• TASK PROMPT
Starting at the line that contains "pub fn flatten(&self)", return every line down to the end of the records below, exactly as written.

[SOURCE INFORMATION Boundary: Start]

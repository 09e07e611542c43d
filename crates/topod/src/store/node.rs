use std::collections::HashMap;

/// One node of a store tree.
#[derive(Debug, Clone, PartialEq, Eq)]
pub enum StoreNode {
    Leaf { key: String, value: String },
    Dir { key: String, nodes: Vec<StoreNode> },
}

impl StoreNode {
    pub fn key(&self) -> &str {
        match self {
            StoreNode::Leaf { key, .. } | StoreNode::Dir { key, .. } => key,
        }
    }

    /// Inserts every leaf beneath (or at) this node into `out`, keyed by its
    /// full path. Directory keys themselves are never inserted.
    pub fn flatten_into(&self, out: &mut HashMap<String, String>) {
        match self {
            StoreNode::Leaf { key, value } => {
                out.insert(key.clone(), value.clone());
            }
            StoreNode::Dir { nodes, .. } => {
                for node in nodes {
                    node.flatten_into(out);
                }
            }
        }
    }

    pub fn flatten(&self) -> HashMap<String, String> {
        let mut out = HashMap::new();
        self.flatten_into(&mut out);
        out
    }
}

[SOURCE INFORMATION Boundary: End]

• RESULT
    pub fn flatten(&self) -> HashMap<String, String> {
        let mut out = HashMap::new();
        self.flatten_into(&mut out);
        out
    }
}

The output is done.